◆ **Extracted records**
※ ※ ※

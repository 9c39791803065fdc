//! Core entity types shared by the ingest layer, the comparison engine and the CLI.
//! Everything here is read-only once constructed; the engine never mutates its inputs.

use std::collections::HashMap;

use serde::{Deserialize, Serialize};

// ---------------------------------------------------------------------------
// Expression sample
// ---------------------------------------------------------------------------

/// One patient's expression vector, keyed by gene symbol.
#[derive(Debug, Clone, Default, PartialEq, Serialize, Deserialize)]
pub struct ExpressionSample {
    pub patient_id: String,
    #[serde(default)]
    pub values: HashMap<String, f64>,
}

impl ExpressionSample {
    pub fn new(patient_id: impl Into<String>) -> Self {
        Self {
            patient_id: patient_id.into(),
            values: HashMap::new(),
        }
    }

    pub fn with(mut self, gene: &str, value: f64) -> Self {
        self.values.insert(gene.to_string(), value);
        self
    }

    /// Value for `gene`, or None when absent or not a finite number.
    pub fn value(&self, gene: &str) -> Option<f64> {
        self.values.get(gene).copied().filter(|v| v.is_finite())
    }
}

// ---------------------------------------------------------------------------
// Expression matrix
// ---------------------------------------------------------------------------

/// Parsed upload: rows = patients, columns = genes. `None` marks a missing cell.
#[derive(Debug, Clone, Default, PartialEq, Serialize, Deserialize)]
pub struct ExpressionMatrix {
    pub patient_ids: Vec<String>,
    pub genes: Vec<String>,
    pub rows: Vec<Vec<Option<f64>>>,
}

impl ExpressionMatrix {
    pub fn patient_count(&self) -> usize {
        self.patient_ids.len()
    }

    pub fn gene_count(&self) -> usize {
        self.genes.len()
    }

    pub fn gene_index(&self, gene: &str) -> Option<usize> {
        self.genes.iter().position(|g| g == gene)
    }

    /// Present values of one gene column, in row order.
    pub fn values_for(&self, gene: &str) -> Vec<f64> {
        match self.gene_index(gene) {
            Some(col) => self.column(col),
            None => vec![],
        }
    }

    pub fn column(&self, col: usize) -> Vec<f64> {
        self.rows
            .iter()
            .filter_map(|row| row.get(col).copied().flatten())
            .filter(|v| v.is_finite())
            .collect()
    }

    /// One sample per row; missing cells are left out of the sample's map.
    pub fn to_samples(&self) -> Vec<ExpressionSample> {
        self.patient_ids
            .iter()
            .zip(&self.rows)
            .map(|(pid, row)| ExpressionSample {
                patient_id: pid.clone(),
                values: self
                    .genes
                    .iter()
                    .zip(row)
                    .filter_map(|(gene, cell)| cell.map(|v| (gene.clone(), v)))
                    .collect(),
            })
            .collect()
    }
}

// ---------------------------------------------------------------------------
// Prediction label / classification
// ---------------------------------------------------------------------------

#[derive(Debug, Clone, Copy, PartialEq, Eq, Hash, Serialize, Deserialize)]
#[serde(rename_all = "snake_case")]
pub enum PredictionLabel {
    #[serde(alias = "yes")]
    Positive,
    #[serde(alias = "no")]
    Negative,
}

/// Endotype assigned to a patient by the prediction service.
/// The service emits `endotype_1` / `endotype_2` / `negative`.
#[derive(Debug, Clone, Copy, PartialEq, Eq, Hash, Default, Serialize, Deserialize)]
#[serde(rename_all = "snake_case")]
pub enum Classification {
    #[default]
    #[serde(alias = "negative")]
    None,
    #[serde(alias = "endotype_1")]
    ClassA,
    #[serde(alias = "endotype_2")]
    ClassB,
}

impl Classification {
    pub fn as_str(&self) -> &'static str {
        match self {
            Classification::None   => "none",
            Classification::ClassA => "class_a",
            Classification::ClassB => "class_b",
        }
    }
}

// ---------------------------------------------------------------------------
// Prediction record
// ---------------------------------------------------------------------------

/// An expression sample annotated by the upstream prediction service.
#[derive(Debug, Clone, PartialEq, Serialize, Deserialize)]
pub struct PredictionRecord {
    #[serde(flatten)]
    pub sample: ExpressionSample,
    pub prediction_label: PredictionLabel,
    #[serde(default)]
    pub classification: Classification,
    /// In [0, 1].
    pub confidence: f64,
}

impl PredictionRecord {
    pub fn new(
        sample: ExpressionSample,
        prediction_label: PredictionLabel,
        classification: Classification,
        confidence: f64,
    ) -> Self {
        Self {
            sample,
            prediction_label,
            classification,
            confidence,
        }
    }

    pub fn patient_id(&self) -> &str {
        &self.sample.patient_id
    }

    pub fn is_positive(&self) -> bool {
        self.prediction_label == PredictionLabel::Positive
    }

    pub fn value(&self, gene: &str) -> Option<f64> {
        self.sample.value(gene)
    }
}

// ---------------------------------------------------------------------------
// Baseline cohort
// ---------------------------------------------------------------------------

/// Reference cohort: gene symbol -> ordered expression values.
#[derive(Debug, Clone, Default, PartialEq, Serialize, Deserialize)]
#[serde(transparent)]
pub struct BaselineDataset {
    genes: HashMap<String, Vec<f64>>,
}

impl BaselineDataset {
    pub fn new() -> Self {
        Self::default()
    }

    pub fn with(mut self, gene: &str, values: Vec<f64>) -> Self {
        self.insert(gene, values);
        self
    }

    pub fn insert(&mut self, gene: &str, values: Vec<f64>) {
        self.genes.insert(gene.to_string(), values);
    }

    pub fn values(&self, gene: &str) -> Option<&[f64]> {
        self.genes.get(gene).map(Vec::as_slice)
    }

    /// Gene symbols in sorted order.
    pub fn genes(&self) -> Vec<&str> {
        let mut genes: Vec<&str> = self.genes.keys().map(String::as_str).collect();
        genes.sort_unstable();
        genes
    }

    pub fn len(&self) -> usize {
        self.genes.len()
    }

    pub fn is_empty(&self) -> bool {
        self.genes.is_empty()
    }
}

impl FromIterator<(String, Vec<f64>)> for BaselineDataset {
    fn from_iter<I: IntoIterator<Item = (String, Vec<f64>)>>(iter: I) -> Self {
        Self {
            genes: iter.into_iter().collect(),
        }
    }
}

#[cfg(test)]
mod tests {
    use super::*;
    use pretty_assertions::assert_eq;

    #[test]
    fn test_service_labels_deserialize() {
        let label: PredictionLabel = serde_json::from_str("\"yes\"").unwrap();
        assert_eq!(label, PredictionLabel::Positive);
        let label: PredictionLabel = serde_json::from_str("\"negative\"").unwrap();
        assert_eq!(label, PredictionLabel::Negative);

        let class: Classification = serde_json::from_str("\"endotype_2\"").unwrap();
        assert_eq!(class, Classification::ClassB);
        let class: Classification = serde_json::from_str("\"negative\"").unwrap();
        assert_eq!(class, Classification::None);
        assert_eq!(serde_json::to_string(&Classification::ClassA).unwrap(), "\"class_a\"");
    }

    #[test]
    fn test_non_finite_value_is_missing() {
        let sample = ExpressionSample::new("P1")
            .with("IL13", f64::NAN)
            .with("IL4", 0.0);
        assert_eq!(sample.value("IL13"), None);
        assert_eq!(sample.value("IL4"), Some(0.0));
        assert_eq!(sample.value("IL31"), None);
    }

    #[test]
    fn test_prediction_record_flattens_sample() {
        let json = r#"{
            "patient_id": "P7",
            "values": {"IL13": 4.5},
            "prediction_label": "positive",
            "classification": "class_a",
            "confidence": 0.82
        }"#;
        let record: PredictionRecord = serde_json::from_str(json).unwrap();
        assert_eq!(record.patient_id(), "P7");
        assert!(record.is_positive());
        assert_eq!(record.value("IL13"), Some(4.5));
    }

    #[test]
    fn test_matrix_columns_and_samples() {
        let matrix = ExpressionMatrix {
            patient_ids: vec!["P1".into(), "P2".into()],
            genes: vec!["IL13".into(), "IL4".into()],
            rows: vec![vec![Some(1.0), None], vec![Some(3.0), Some(2.0)]],
        };
        assert_eq!(matrix.values_for("IL13"), vec![1.0, 3.0]);
        assert_eq!(matrix.values_for("IL4"), vec![2.0]);
        assert!(matrix.values_for("TSLP").is_empty());

        let samples = matrix.to_samples();
        assert_eq!(samples.len(), 2);
        assert_eq!(samples[0].value("IL4"), None);
        assert_eq!(samples[1].value("IL4"), Some(2.0));
    }

    #[test]
    fn test_baseline_transparent_json() {
        let baseline: BaselineDataset =
            serde_json::from_str(r#"{"IL13": [1.0, 2.0], "IL4": []}"#).unwrap();
        assert_eq!(baseline.genes(), vec!["IL13", "IL4"]);
        assert_eq!(baseline.values("IL13"), Some(&[1.0, 2.0][..]));
        assert_eq!(baseline.values("TSLP"), None);
    }
}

※ ※ ※

Your reply should be a single number: how many lines in the entries above hold the string "TSLP".

2